6 In section 58(6) of the Education Act 1997 (c. 44) (provisions extending to Northern Ireland), for "section 26" there is substituted "sections 26 and 26A".

On Question, amendments agreed to.

Schedule 17, as amended, agreed to.

Clause 183 [LEA functions: qualifications]:

On Question, Whether Clause 183 shall stand part of the Bill?

Lord Lucas

What is it for?

Baroness Farrington of Ribbleton

This clause is intended to clarify the legal position of local education authorities in England and Wales to engage in the award or authentication of educational qualifications. It ensures that LEAs are able to develop, deliver and award qualifications and to charge a fee in respect of those services. The clause also enables an LEA to make arrangements with other persons and form, participate in or be a member of a body corporate in order to exercise its powers in relation to educational qualifications.

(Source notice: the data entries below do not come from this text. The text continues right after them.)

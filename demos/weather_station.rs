//! # Example: weather_station
//!
//! A measurement source publishes readings; displays subscribe to them.
//!
//! Shows how to:
//! - Compose a [`Registry`] into a subject instead of inheriting from one.
//! - Implement [`Subscribe`] for stateful displays.
//! - Observe failures through the [`PublishReport`] and the diagnostics stream.
//!
//! ## Flow
//! ```text
//! WeatherData::set_measurements()
//!     └─► registry.publish("weather", &Reading)
//!           ├─► CurrentConditions.on_event()
//!           ├─► Statistics.on_event()
//!           ├─► Forecast.on_event()     (fails on a pressure drop)
//!           └─► LogWriter.on_event()
//! ```
//!
//! ## Run
//! ```bash
//! RUST_LOG=notifyhub=debug cargo run --example weather_station
//! ```

use std::sync::{Arc, Mutex};

use notifyhub::{EventKind, HandlerError, LogWriter, PublishReport, Registry, Subscribe, Topic};
use tracing_subscriber::EnvFilter;

#[derive(Debug, Clone, Copy)]
struct Reading {
    temperature: f32,
    humidity: f32,
    pressure: f32,
}

/// Subject: owns the registry and publishes on every state change.
struct WeatherData {
    registry: Registry<Reading>,
    topic: Topic,
}

impl WeatherData {
    fn new(registry: Registry<Reading>) -> Self {
        Self {
            registry,
            topic: Topic::from("weather"),
        }
    }

    fn set_measurements(&self, temperature: f32, humidity: f32, pressure: f32) -> PublishReport {
        let reading = Reading {
            temperature,
            humidity,
            pressure,
        };
        self.registry.publish(&self.topic, &reading)
    }
}

struct CurrentConditions;

impl Subscribe<Reading> for CurrentConditions {
    fn on_event(&self, r: &Reading) -> Result<(), HandlerError> {
        println!(
            "[current] {:.1}F degrees and {:.1}% humidity",
            r.temperature, r.humidity
        );
        Ok(())
    }

    fn name(&self) -> &str {
        "current-conditions"
    }
}

#[derive(Default)]
struct Statistics {
    temps: Mutex<Vec<f32>>,
}

impl Subscribe<Reading> for Statistics {
    fn on_event(&self, r: &Reading) -> Result<(), HandlerError> {
        let mut temps = self
            .temps
            .lock()
            .map_err(|e| HandlerError::fail(e.to_string()))?;
        temps.push(r.temperature);
        let sum: f32 = temps.iter().sum();
        let max = temps.iter().copied().fold(f32::MIN, f32::max);
        let min = temps.iter().copied().fold(f32::MAX, f32::min);
        println!(
            "[stats] avg/max/min temperature = {:.1}/{:.1}/{:.1}",
            sum / temps.len() as f32,
            max,
            min
        );
        Ok(())
    }

    fn name(&self) -> &str {
        "statistics"
    }
}

#[derive(Default)]
struct Forecast {
    last_pressure: Mutex<Option<f32>>,
}

impl Subscribe<Reading> for Forecast {
    fn on_event(&self, r: &Reading) -> Result<(), HandlerError> {
        let mut last = self
            .last_pressure
            .lock()
            .map_err(|e| HandlerError::fail(e.to_string()))?;
        let prev = last.replace(r.pressure);
        match prev {
            Some(p) if r.pressure < p - 1.0 => Err(HandlerError::fail(format!(
                "pressure dropped from {p:.1} to {:.1}; storm model unavailable",
                r.pressure
            ))),
            Some(p) if r.pressure > p => {
                println!("[forecast] improving weather on the way!");
                Ok(())
            }
            _ => {
                println!("[forecast] more of the same");
                Ok(())
            }
        }
    }

    fn name(&self) -> &str {
        "forecast"
    }
}

#[tokio::main(flavor = "current_thread")]
async fn main() -> Result<(), Box<dyn std::error::Error>> {
    tracing_subscriber::fmt()
        .with_env_filter(
            EnvFilter::try_from_default_env().unwrap_or_else(|_| EnvFilter::new("info")),
        )
        .init();

    let registry: Registry<Reading> = Registry::new();
    let mut diagnostics = registry.events();
    let station = WeatherData::new(registry.clone());

    registry.subscribe("weather", Arc::new(CurrentConditions));
    registry.subscribe("weather", Arc::new(Statistics::default()));
    registry.subscribe("weather", Arc::new(Forecast::default()));
    let logger = registry.subscribe_scoped(
        "weather",
        Arc::new(LogWriter::new().with_label("weather-log")),
    );

    for (t, h, p) in [(80.0, 65.0, 30.4), (82.0, 70.0, 29.2), (78.0, 90.0, 29.2)] {
        let report = station.set_measurements(t, h, p);
        if let Err(err) = report.into_result() {
            println!("[station] {err}: {}", err.as_message());
        }
    }

    // Tear down the logger; the remaining displays keep receiving.
    drop(logger);
    let reading = Reading {
        temperature: 75.0,
        humidity: 60.0,
        pressure: 30.0,
    };
    let report = registry.publish_async("weather", reading).await?;
    println!(
        "[station] async pass delivered to {} displays",
        report.delivered
    );

    let mut failures = 0;
    while let Ok(ev) = diagnostics.try_recv() {
        if matches!(ev.kind, EventKind::HandlerFailed | EventKind::HandlerPanicked) {
            failures += 1;
        }
    }
    println!("[station] diagnostics saw {failures} handler failure(s)");
    Ok(())
}
//! # Outcome of one publish pass.

use std::sync::Arc;

use super::handle::SubscriptionId;
use super::topic::Topic;
use crate::error::{HandlerError, PublishError};

/// One handler that failed during a publish pass.
#[derive(Clone, Debug, PartialEq, Eq)]
pub struct HandlerFailure {
    /// Registration that failed.
    pub subscription: SubscriptionId,
    /// Subscriber name as reported by `Subscribe::name`.
    pub subscriber: Arc<str>,
    /// What went wrong.
    pub error: HandlerError,
}

/// Summary returned by `publish` once every snapshotted handler has run.
///
/// - `delivered`: number of handlers invoked (size of the snapshot)
/// - `failures`: handlers that returned an error or panicked, in delivery order
#[derive(Clone, Debug)]
#[must_use = "the report carries handler failures; inspect it or call `into_result`"]
pub struct PublishReport {
    pub topic: Topic,
    pub delivered: usize,
    pub failures: Vec<HandlerFailure>,
}

impl PublishReport {
    pub(crate) fn empty(topic: Topic) -> Self {
        Self {
            topic,
            delivered: 0,
            failures: Vec::new(),
        }
    }

    /// Returns `true` if no handler failed.
    #[inline]
    pub fn is_ok(&self) -> bool {
        self.failures.is_empty()
    }

    /// Number of handlers that completed without error.
    #[inline]
    pub fn succeeded(&self) -> usize {
        self.delivered.saturating_sub(self.failures.len())
    }

    /// Converts collected failures into an error.
    ///
    /// Returns the number of handlers invoked on success.
    pub fn into_result(self) -> Result<usize, PublishError> {
        if self.failures.is_empty() {
            Ok(self.delivered)
        } else {
            Err(PublishError::HandlersFailed {
                topic: self.topic,
                attempted: self.delivered,
                failures: self.failures,
            })
        }
    }
}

This clause does not add to what LEAs already do. It merely clarifies their powers to do what they have done for many years. It confers express and specific powers on LEAs to enable them to develop, deliver and award qualifications and to charge a fee in respect of those services. The clause also enables LEAs to make arrangements with other persons and form, participate in or be members of a body corporate in order to exercise these powers.

The clause is intended to be clarificatory. The powers are therefore expressed as always having been within the powers of an LEA, and are without prejudice to its other powers. I recommend therefore that this clause should stand part of the Bill. An example for the noble Lord is the Oxfordshire LEA music certificate and the Cornwall LEA Cornish graded examinations. However, the bulk of the qualifications to which Clause 183 relates are provided by the Welsh Joint Education Committee which is a major player in both Wales and England. I re-emphasise that Clause 183 is intended to clarify the position. It will not give LEAs powers to do anything that they have not already been doing for many years. I commend the clause to the noble Lord and hope that my response has satisfied him.

Baroness Blatch

What is unclear about the present statute? Given that this does not replace the present statute, does that mean that there is a present statute which covers the present state of affairs and we now have a new statute in Clause 183 which will overlay the existing one?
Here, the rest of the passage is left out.